1) Create a household budget.
Instead of creating a budget based on what you like to spend on, use receipts to create a budget that reflects your actual spending habits over past months.
This approach will factor in unexpected expenses, such as car repairs, as well as predictable costs such as rent, utility bills, and groceries.
2) Reduce your debt.
Lenders generally look for a total debt load of a certain percentage of income. This figure includes your mortgage. So you need to get monthly payments on the rest of your installment debt — car loans, student loans, and revolving balances on credit cards — down to a lower percentage of your net monthly income.
3) Look for ways to save.
You probably know how much you spend on rent and utilities, but little expenses add up, too.
Try writing down everything you spend for one month.

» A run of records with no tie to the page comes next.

#[cfg(test)]
mod tests {
    use std::sync::atomic::{AtomicUsize, Ordering};

    use async_trait::async_trait;

    use super::*;
    use crate::auth::claims::TokenKind;
    use crate::auth::repo::RepoError;
    use crate::auth::repo_memory::MemoryUserRepo;
    use crate::config::AppConfig;

    fn service_with(repo: Arc<dyn UserRepo>, timeout: Duration) -> CredentialService {
        let cfg = AppConfig::for_tests();
        CredentialService::new(
            repo,
            PasswordHasher::new(cfg.password).unwrap(),
            JwtKeys::from(&cfg.jwt),
            timeout,
        )
        .expect("service")
    }

    fn service() -> (CredentialService, Arc<MemoryUserRepo>) {
        let repo = Arc::new(MemoryUserRepo::new());
        (service_with(repo.clone(), Duration::from_secs(1)), repo)
    }

    #[tokio::test]
    async fn register_stores_hash_and_default_role() {
        let (svc, repo) = service();
        let user = svc
            .register_user("alice", "Alice@X.com", "Secret1")
            .await
            .expect("register");

        assert_eq!(user.email, "alice@x.com");
        assert_eq!(user.roles, BTreeSet::from([ROLE_USER.to_string()]));
        assert_eq!(user.created_at, user.updated_at);

        let stored = repo.find_by_username("alice").await.unwrap().unwrap();
        assert_ne!(stored.password_hash, "Secret1");
        assert!(!stored.password_hash.contains("Secret1"));
    }

    #[tokio::test]
    async fn duplicate_username_and_email_are_named() {
        let (svc, repo) = service();
        svc.register_user("alice", "alice@x.com", "Secret1")
            .await
            .unwrap();

        let err = svc
            .register_user("alice", "other@x.com", "Secret1")
            .await
            .unwrap_err();
        assert!(matches!(
            err,
            AuthError::DuplicateIdentity {
                field: IdentityField::Username
            }
        ));

        let err = svc
            .register_user("bob", "ALICE@x.com", "Secret1")
            .await
            .unwrap_err();
        assert!(matches!(
            err,
            AuthError::DuplicateIdentity {
                field: IdentityField::Email
            }
        ));
        assert_eq!(repo.len().await, 1);
    }

    #[tokio::test(flavor = "multi_thread", worker_threads = 4)]
    async fn concurrent_registrations_admit_one() {
        let (svc, repo) = service();
        let (a, b) = tokio::join!(
            svc.register_user("bob", "bob1@x.com", "Secret1"),
            svc.register_user("bob", "bob2@x.com", "Secret1"),
        );
        let outcomes = [a, b];
        let ok = outcomes.iter().filter(|r| r.is_ok()).count();
        let dup = outcomes
            .iter()
            .filter(|r| {
                matches!(
                    r,
                    Err(AuthError::DuplicateIdentity {
                        field: IdentityField::Username
                    })
                )
            })
            .count();
        assert_eq!((ok, dup), (1, 1));
        assert_eq!(repo.len().await, 1);
    }

    #[tokio::test]
    async fn register_rejects_malformed_input() {
        let (svc, repo) = service();
        for (u, e, p) in [
            ("   ", "a@x.com", "Secret1"),
            ("alice", "not-an-email", "Secret1"),
            ("alice", "a@x.com", "123"),
        ] {
            let err = svc.register_user(u, e, p).await.unwrap_err();
            assert!(matches!(err, AuthError::ValidationFailed(_)), "{u} {e}");
        }
        assert_eq!(repo.len().await, 0);
    }

    #[tokio::test]
    async fn sign_in_by_username_or_email() {
        let (svc, _) = service();
        let user = svc
            .register_user("alice", "alice@x.com", "Secret1")
            .await
            .unwrap();

        let by_name = svc.authenticate_user("alice", "Secret1").await.unwrap();
        let claims = svc.keys().verify_access(&by_name.access_token).unwrap();
        assert_eq!(claims.sub, user.id);
        assert!(claims.has_role(ROLE_USER));
        assert_eq!(by_name.token_type, "Bearer");
        assert_eq!(by_name.expires_in, 5 * 60);

        let by_email = svc
            .authenticate_user(" Alice@X.com ", "Secret1")
            .await
            .unwrap();
        assert_eq!(by_email.user.id, user.id);
    }

    #[tokio::test]
    async fn wrong_password_and_unknown_user_look_the_same() {
        let (svc, _) = service();
        svc.register_user("alice", "alice@x.com", "Secret1")
            .await
            .unwrap();

        let wrong = svc.authenticate_user("alice", "WrongPass").await.unwrap_err();
        let unknown = svc.authenticate_user("mallory", "Secret1").await.unwrap_err();
        assert!(matches!(wrong, AuthError::InvalidCredentials));
        assert!(matches!(unknown, AuthError::InvalidCredentials));
        assert_eq!(wrong.to_string(), unknown.to_string());
        assert_eq!(wrong.status_code(), unknown.status_code());
    }

    #[tokio::test]
    async fn corrupt_stored_hash_is_invalid_credentials() {
        let repo = Arc::new(MemoryUserRepo::new());
        repo.insert_unique(NewUser {
            id: Uuid::new_v4(),
            username: "carol".into(),
            email: "carol@x.com".into(),
            password_hash: "plaintext-by-mistake".into(),
            roles: BTreeSet::from([ROLE_USER.to_string()]),
            created_at: OffsetDateTime::now_utc(),
        })
        .await
        .unwrap();
        let svc = service_with(repo, Duration::from_secs(1));
        let err = svc
            .authenticate_user("carol", "plaintext-by-mistake")
            .await
            .unwrap_err();
        assert!(matches!(err, AuthError::InvalidCredentials));
    }

    #[tokio::test]
    async fn refresh_issues_new_pair() {
        let (svc, _) = service();
        svc.register_user("alice", "alice@x.com", "Secret1")
            .await
            .unwrap();
        let session = svc.authenticate_user("alice", "Secret1").await.unwrap();

        let refreshed = svc.refresh_session(&session.refresh_token).await.unwrap();
        let claims = svc.keys().verify(&refreshed.refresh_token).unwrap();
        assert_eq!(claims.kind, TokenKind::Refresh);
        assert_eq!(claims.sub, session.user.id);

        let err = svc
            .refresh_session(&session.access_token)
            .await
            .unwrap_err();
        assert!(matches!(err, AuthError::InvalidToken));
    }

    #[tokio::test]
    async fn current_user_missing_is_not_found() {
        let (svc, _) = service();
        let err = svc.current_user(Uuid::new_v4()).await.unwrap_err();
        assert!(matches!(err, AuthError::NotFound));
    }

    struct StalledRepo;

    #[async_trait]
    impl UserRepo for StalledRepo {
        async fn find_by_id(&self, _id: Uuid) -> RepoResult<Option<User>> {
            tokio::time::sleep(Duration::from_secs(5)).await;
            Ok(None)
        }
        async fn find_by_username(&self, _u: &str) -> RepoResult<Option<User>> {
            tokio::time::sleep(Duration::from_secs(5)).await;
            Ok(None)
        }
        async fn find_by_email(&self, _e: &str) -> RepoResult<Option<User>> {
            tokio::time::sleep(Duration::from_secs(5)).await;
            Ok(None)
        }
        async fn insert_unique(&self, _user: NewUser) -> RepoResult<User> {
            Err(RepoError::Unavailable("stalled".into()))
        }
        async fn list(&self, _filter: &UserFilter) -> RepoResult<Vec<User>> {
            tokio::time::sleep(Duration::from_secs(5)).await;
            Ok(Vec::new())
        }
        async fn update_password(
            &self,
            _id: Uuid,
            _hash: &str,
            _at: OffsetDateTime,
        ) -> RepoResult<Option<User>> {
            Err(RepoError::Unavailable("stalled".into()))
        }
        async fn set_active(
            &self,
            _id: Uuid,
            _active: bool,
            _at: OffsetDateTime,
        ) -> RepoResult<Option<User>> {
            Err(RepoError::Unavailable("stalled".into()))
        }
    }

    #[tokio::test]
    async fn stalled_store_surfaces_unavailable() {
        let svc = service_with(Arc::new(StalledRepo), Duration::from_millis(50));
        let started = std::time::Instant::now();
        let err = svc.authenticate_user("alice", "Secret1").await.unwrap_err();
        assert!(matches!(err, AuthError::StoreUnavailable(_)));
        assert!(started.elapsed() < Duration::from_secs(2));

        let err = svc
            .register_user("alice", "alice@x.com", "Secret1")
            .await
            .unwrap_err();
        assert!(matches!(err, AuthError::StoreUnavailable(_)));
    }

    /// Counts identity lookups on top of the in-memory store.
    #[derive(Default)]
    struct CountingRepo {
        inner: MemoryUserRepo,
        lookups: AtomicUsize,
    }

    #[async_trait]
    impl UserRepo for CountingRepo {
        async fn find_by_id(&self, id: Uuid) -> RepoResult<Option<User>> {
            self.inner.find_by_id(id).await
        }
        async fn find_by_username(&self, username: &str) -> RepoResult<Option<User>> {
            self.lookups.fetch_add(1, Ordering::SeqCst);
            self.inner.find_by_username(username).await
        }
        async fn find_by_email(&self, email: &str) -> RepoResult<Option<User>> {
            self.lookups.fetch_add(1, Ordering::SeqCst);
            self.inner.find_by_email(email).await
        }
        async fn insert_unique(&self, user: NewUser) -> RepoResult<User> {
            self.inner.insert_unique(user).await
        }
        async fn list(&self, filter: &UserFilter) -> RepoResult<Vec<User>> {
            self.inner.list(filter).await
        }
        async fn update_password(
            &self,
            id: Uuid,
            hash: &str,
            at: OffsetDateTime,
        ) -> RepoResult<Option<User>> {
            self.inner.update_password(id, hash, at).await
        }
        async fn set_active(
            &self,
            id: Uuid,
            active: bool,
            at: OffsetDateTime,
        ) -> RepoResult<Option<User>> {
            self.inner.set_active(id, active, at).await
        }
    }

    #[tokio::test]
    async fn unknown_identity_costs_the_same_lookups_as_wrong_password() {
        let repo = Arc::new(CountingRepo::default());
        let svc = service_with(repo.clone(), Duration::from_secs(1));
        svc.register_user("alice", "alice@x.com", "Secret1")
            .await
            .unwrap();

        repo.lookups.store(0, Ordering::SeqCst);
        svc.authenticate_user("alice", "WrongPass").await.unwrap_err();
        let known = repo.lookups.swap(0, Ordering::SeqCst);

        svc.authenticate_user("mallory", "WrongPass").await.unwrap_err();
        let unknown = repo.lookups.swap(0, Ordering::SeqCst);

        svc.authenticate_user("alice@x.com", "WrongPass")
            .await
            .unwrap_err();
        let by_email = repo.lookups.load(Ordering::SeqCst);

        assert_eq!(known, 2);
        assert_eq!(unknown, known);
        assert_eq!(by_email, known);
    }

    #[tokio::test]
    async fn inactive_account_cannot_sign_in_or_refresh() {
        let (svc, _) = service();
        let user = svc
            .register_user("alice", "alice@x.com", "Secret1")
            .await
            .unwrap();
        let session = svc.authenticate_user("alice", "Secret1").await.unwrap();

        let deactivated = svc.set_active(user.id, false).await.unwrap();
        assert!(!deactivated.is_active);
        assert!(deactivated.updated_at > user.updated_at);

        let err = svc.authenticate_user("alice", "Secret1").await.unwrap_err();
        assert!(matches!(err, AuthError::InvalidCredentials));
        let err = svc
            .refresh_session(&session.refresh_token)
            .await
            .unwrap_err();
        assert!(matches!(err, AuthError::InvalidToken));

        svc.set_active(user.id, true).await.unwrap();
        assert!(svc.authenticate_user("alice", "Secret1").await.is_ok());
    }

    #[tokio::test]
    async fn set_active_unknown_user_is_not_found() {
        let (svc, _) = service();
        let err = svc.set_active(Uuid::new_v4(), false).await.unwrap_err();
        assert!(matches!(err, AuthError::NotFound));
    }

    #[tokio::test]
    async fn change_password_bumps_updated_at_and_retires_old_secret() {
        let (svc, _) = service();
        let user = svc
            .register_user("alice", "alice@x.com", "Secret1")
            .await
            .unwrap();

        let changed = svc
            .change_password(user.id, "Secret1", "Fresh22")
            .await
            .expect("change password");
        assert!(changed.updated_at > user.updated_at);
        assert_eq!(changed.created_at, user.created_at);
        assert_ne!(changed.password_hash, user.password_hash);

        let err = svc.authenticate_user("alice", "Secret1").await.unwrap_err();
        assert!(matches!(err, AuthError::InvalidCredentials));
        assert!(svc.authenticate_user("alice", "Fresh22").await.is_ok());
    }

    #[tokio::test]
    async fn change_password_checks_current_and_new() {
        let (svc, _) = service();
        let user = svc
            .register_user("alice", "alice@x.com", "Secret1")
            .await
            .unwrap();

        let err = svc
            .change_password(user.id, "WrongPass", "Fresh22")
            .await
            .unwrap_err();
        assert!(matches!(err, AuthError::InvalidCredentials));

        let err = svc
            .change_password(user.id, "Secret1", "123")
            .await
            .unwrap_err();
        assert!(matches!(err, AuthError::ValidationFailed(_)));

        let err = svc
            .change_password(Uuid::new_v4(), "Secret1", "Fresh22")
            .await
            .unwrap_err();
        assert!(matches!(err, AuthError::NotFound));

        assert!(svc.authenticate_user("alice", "Secret1").await.is_ok());
    }

    #[tokio::test]
    async fn list_users_searches_and_clamps_paging() {
        let (svc, _) = service();
        for (u, e) in [
            ("alice", "alice@x.com"),
            ("bob", "bob@school.edu"),
            ("carol", "carol@school.edu"),
        ] {
            svc.register_user(u, e, "Secret1").await.unwrap();
        }

        let school = svc
            .list_users(UserFilter {
                search: Some("  SCHOOL ".into()),
                limit: 20,
                offset: 0,
            })
            .await
            .unwrap();
        let mut names: Vec<_> = school.iter().map(|u| u.username.as_str()).collect();
        names.sort();
        assert_eq!(names, ["bob", "carol"]);

        let blank_search = svc
            .list_users(UserFilter {
                search: Some("   ".into()),
                limit: 0,
                offset: -3,
            })
            .await
            .unwrap();
        assert_eq!(blank_search.len(), 1);

        let all = svc
            .list_users(UserFilter {
                search: None,
                limit: 10_000,
                offset: 0,
            })
            .await
            .unwrap();
        assert_eq!(all.len(), 3);
    }
}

You’ll probably spot some great ways to save, whether it’s cutting down on that morning trip to Starbucks or having homecooked food more often.
4) Increase your income.
Now is the time to ask for a raise! If that’s not an option, you may want to consider taking on a second job to get your income to a level high enough to qualify for the home you want.
5) Save for a down payment.
Designate a certain amount of money each month to put away in your savings account.
6) Keep your job.
While you don’t need to be in the same job forever to qualify for a home loan, having a reasonably stable job will put you in good credit standing.
7) Establish a good credit history.
Get a credit card and make payments by the due date. Do the same for all your other bills, too. Pay off the entire balance promptly.